The Disciplina Tour is the ongoing fifth concert tour by Argentine singer Lali. The tour saw multiple songs performed for the first time live, including those from her fourth studio album, Libra (2020) and songs belonging to her yet-to-be-announced forthcoming fifth studio album such as "Disciplina", "Diva" and "N5". It began on 23 June 2022 and it has already travelled across Latin America, Europe and Asia.

In March 2023, Lali became the first Argentine woman to ever sold out the fifty-thousand-seat José Amalfitani Stadium with the Disciplina Tour. The show was broadcast live on the TV special Disciplina Tour Live from Buenos Aires on Star+ and Disney+.

Background
The Disciplina Tour marks Lali's comeback to performing live after closing her Brava Tour in Washington, D.C. back in November 2019. In 2020, Lali released her fourth studio album, Libra. Although intentions for touring were expressed, a proper tour could not be planned due to COVID-19 restrictions. On early 2022, after over a year without releasing new music, Lali released three singles consecutively: "Disciplina", "Diva" and "Como Tú", and confirmed that she would tour sometime that year, adding to an increasing anticipation for her new tour. On 4 April 2022, Lali finally announced the first date of the Disciplina Tour, which would take place on 23 June 2022 at the Luna Park Arena in Buenos Aires. The show sold out in less than three hours, forcing a new date to be added for the following day. When that show also sold out within hours, Lali announced a new date in the city, though this time the show would take place in a bigger venue, the Buenos Aires's Movistar Arena, which also sold out immediately. On 22 May 2022, the singer announced the first Argentine dates for the tour, which included stops in Mendoza, Mar del Plata, La Plata, Córdoba, and Rosario, among others.

Critical reception

Argentina
From the beginning, the tour has received favorable reviews from the critic. In a positive review for Clarín, Marcelo Fernández Bitar described Lali as "a complete and talented show-woman, a hurricane capable of delivering a show of international nature, similar to those by Britney [Spears] or Madonna." Another positive opinion came from Juana Giaimo of Rolling Stone, who mentioned that during the show's development, "[Lali's] professionalism was clear in every step she took and it was clear in her voice that she has talent but also the ability to keep on singing with the same energy even while she danced." Martín Pérez of Diario Show highlighted Lali's maturity on stage and the repertoire selection as well as the choreographies and the live band. Similar thoughts were published by Mercedes Paz of Filo News, who pointed out that the most mesmerizing aspect of the concert were the choreographies, the multiple costume changes, the new versions of her songs, and the staging. Rocío Pascual of Red Boing gave out a similar response, saying that the show had been "a combination of millimetrically planned elements that gave life to something that up until then had not existed in Argentina." Similarly, Sofía Olivera of Gente ended her review saying that "once again, Lali showed that the charismatic and brave girl [...] is one of the biggest stars of new pop in Argentina."

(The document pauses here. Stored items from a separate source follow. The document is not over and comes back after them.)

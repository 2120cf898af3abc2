pub mod database;
pub mod repositories;
pub mod security;

pub use database::{Database, SqlitePool};
pub use repositories::*;
pub use security::*;
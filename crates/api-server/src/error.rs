//! Maps domain failures onto HTTP responses.

use axum::{
    extract::rejection::{JsonRejection, QueryRejection},
    http::StatusCode,
    response::{IntoResponse, Response},
    Json,
};
use domain::DomainError;
use serde::Serialize;
use tracing::{error, warn};

/// Error returned by every handler. Serialized as `{message, code}`.
#[derive(Debug)]
pub struct ApiError {
    status: StatusCode,
    message: String,
    code: &'static str,
}

#[derive(Serialize)]
struct ErrorBody<'a> {
    message: &'a str,
    code: &'a str,
}

impl ApiError {
    pub fn bad_request(message: impl Into<String>) -> Self {
        Self {
            status: StatusCode::BAD_REQUEST,
            message: message.into(),
            code: "INVALID_REQUEST",
        }
    }

    pub fn status(&self) -> StatusCode {
        self.status
    }

    pub fn code(&self) -> &'static str {
        self.code
    }
}

impl From<DomainError> for ApiError {
    fn from(err: DomainError) -> Self {
        let status = match &err {
            DomainError::InvalidRequest(_) | DomainError::InvalidIdentifier(_) => StatusCode::BAD_REQUEST,
            DomainError::NotFound { .. } => StatusCode::NOT_FOUND,
            DomainError::Conflict(_) => StatusCode::CONFLICT,
            DomainError::InvalidCredentials => StatusCode::UNAUTHORIZED,
            DomainError::PersistenceError(_) | DomainError::SecurityError(_) => {
                StatusCode::INTERNAL_SERVER_ERROR
            }
        };

        // Internal details stay in the logs
        let message = if status.is_server_error() {
            error!(error = %err, code = err.code(), "request failed");
            "Internal server error".to_string()
        } else {
            warn!(error = %err, code = err.code(), "request rejected");
            err.to_string()
        };

        Self {
            status,
            message,
            code: err.code(),
        }
    }
}

impl From<JsonRejection> for ApiError {
    fn from(rejection: JsonRejection) -> Self {
        warn!(error = %rejection.body_text(), "malformed JSON body");
        Self::bad_request(rejection.body_text())
    }
}

impl From<QueryRejection> for ApiError {
    fn from(rejection: QueryRejection) -> Self {
        warn!(error = %rejection.body_text(), "malformed query string");
        Self::bad_request(rejection.body_text())
    }
}

impl IntoResponse for ApiError {
    fn into_response(self) -> Response {
        let body = ErrorBody {
            message: &self.message,
            code: self.code,
        };
        (self.status, Json(body)).into_response()
    }
}
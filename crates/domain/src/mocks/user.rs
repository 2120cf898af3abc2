use super::poisoned;
use crate::entities::{EntityId, User};
use crate::errors::DomainError;
use crate::repositories::UserRepository;
use async_trait::async_trait;
use std::sync::{Arc, Mutex};

#[derive(Debug, Clone, Default)]
pub struct MockUserRepository {
    users: Arc<Mutex<Vec<User>>>,
}

impl MockUserRepository {
    pub fn new() -> Self {
        Self::default()
    }

    pub fn len(&self) -> usize {
        self.users.lock().map(|users| users.len()).unwrap_or_default()
    }

    pub fn is_empty(&self) -> bool {
        self.len() == 0
    }
}

#[async_trait]
impl UserRepository for MockUserRepository {
    async fn find_by_ids(&self, ids: &[EntityId]) -> Result<Vec<User>, DomainError> {
        let users = self.users.lock().map_err(poisoned)?;
        Ok(users
            .iter()
            .filter(|user| user.id.map_or(false, |id| ids.contains(&id)))
            .cloned()
            .collect())
    }

    async fn find_by_email(&self, email: &str) -> Result<Option<User>, DomainError> {
        let users = self.users.lock().map_err(poisoned)?;
        Ok(users.iter().find(|user| user.email == email).cloned())
    }

    async fn find_by_username(&self, username: &str) -> Result<Option<User>, DomainError> {
        let users = self.users.lock().map_err(poisoned)?;
        Ok(users
            .iter()
            .find(|user| user.username.as_deref() == Some(username))
            .cloned())
    }

    async fn save(&self, user: &User) -> Result<User, DomainError> {
        let mut users = self.users.lock().map_err(poisoned)?;

        if users.iter().any(|existing| existing.email == user.email) {
            return Err(DomainError::Conflict(format!("email {} is already registered", user.email)));
        }
        if let Some(username) = &user.username {
            if users.iter().any(|existing| existing.username.as_ref() == Some(username)) {
                return Err(DomainError::Conflict(format!("username {} is taken", username)));
            }
        }

        let mut saved = user.clone();
        saved.id = Some(saved.id.unwrap_or_else(EntityId::generate));
        users.push(saved.clone());
        Ok(saved)
    }
}
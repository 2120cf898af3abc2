use crate::entities::{Category, EntityId};
use crate::errors::DomainError;
use async_trait::async_trait;

#[async_trait]
pub trait CategoryRepository: Send + Sync {
    async fn find_by_id(&self, id: &EntityId) -> Result<Option<Category>, DomainError>;
    async fn save(&self, category: &Category) -> Result<Category, DomainError>;
    async fn find_all(&self) -> Result<Vec<Category>, DomainError>;
}
use crate::entities::{EntityId, User};
use crate::errors::DomainError;
use async_trait::async_trait;

/// Repository trait - defines what we need from persistence layer
/// This is a PORT in hexagonal architecture
#[async_trait]
pub trait UserRepository: Send + Sync {
    async fn find_by_ids(&self, ids: &[EntityId]) -> Result<Vec<User>, DomainError>;
    async fn find_by_email(&self, email: &str) -> Result<Option<User>, DomainError>;
    async fn find_by_username(&self, username: &str) -> Result<Option<User>, DomainError>;
    /// Persists a new user; a duplicate email or username is a `Conflict`.
    async fn save(&self, user: &User) -> Result<User, DomainError>;
}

Diario Uno's Gabriel Soto wrote a review on the show in Mendoza and praised the show and its scenography and dancers, but admitted that it was not enough as regards vocals. On the other hand, Antonella Ramírez of Los Andes named Lali the "queen of Argentine pop" and highlighted the performances of "Ego" and "No Estoy Sola", referring to them as two of the most emotional moments of the night. Moreover, it was written in Mar del Plata's newspaper La Capital the show as "powerful and avant-garde." Reviewing the show for Aire Digital, Florencia Rosa defined the concert of Santa Fe as "a show of international quality, with musicians of excellence and dancers that showed talent in every genre" and said that Lali "did not stop smiling to the concert goers." Juan Manuel Pairone from Córdoba's newspaper La Voz del Interior described the concert as "an astonishing visual setting [with] multiple costume and setting changes" and complemented the review singling out "Disciplina" as "the most electronic part of the show", comparing the performance to those by Beyoncé or Lady Gaga. Daniela Barreiro of El Ciudadano reviewed the show of Rosario and remarked the concert and Lali's interaction with the attendants. She also praised the visibility and support from Lali to the trans-non-binary collective from Santa Fe. Nicolás Sánchez Picón also wrote a review for La Gaceta and praised the show and its set list, especially during "Diva", affirming that "what Lali does reminds [people] of the greatest pop icons."

Latin America
Belén Fourment of Uruguayan newspaper El País reviewd the show of Montevideo. She described Lali as "a pop monster of extraordinary dimensions" and commented that "being the best pop artist of the region has its cost and [Lali] pays it with an absolute delivery that displays her as an indisputable international figure." On her review for Soho Kulture, Carolina Rodríguez highlighted the show's production, choreographies and outfit changes, and held that "Lali has a small phyiscal complexion, but on stage she is a giant."

Following the show in Santiago, Scarleth Nuñez of Agenda Pop praised Vesta Lugg's opening act and stated that "Lali shows that she can sing as good as she sings," although she singled out that "the only problem with the show is the space between songs, in which she simply disappears and nothing happens on stage."

Europe and Asia
In his review of the Madrid concert, Mario Caridad Sánchez of Los 40 described it as "an authentic electro-pop party that exceeded every expectation" and said that "from the very first moments, [her fans] showed devotion and emotion that would follow the singer throughout the rest of the night."  Borja Arana of La Casa de Música wrote that the "Disciplina Tour invites you to total devotion; it is pure energy". He added that "the sensuality of the music on this show is one of its greatest pillars; it does not seek sexualization but energy."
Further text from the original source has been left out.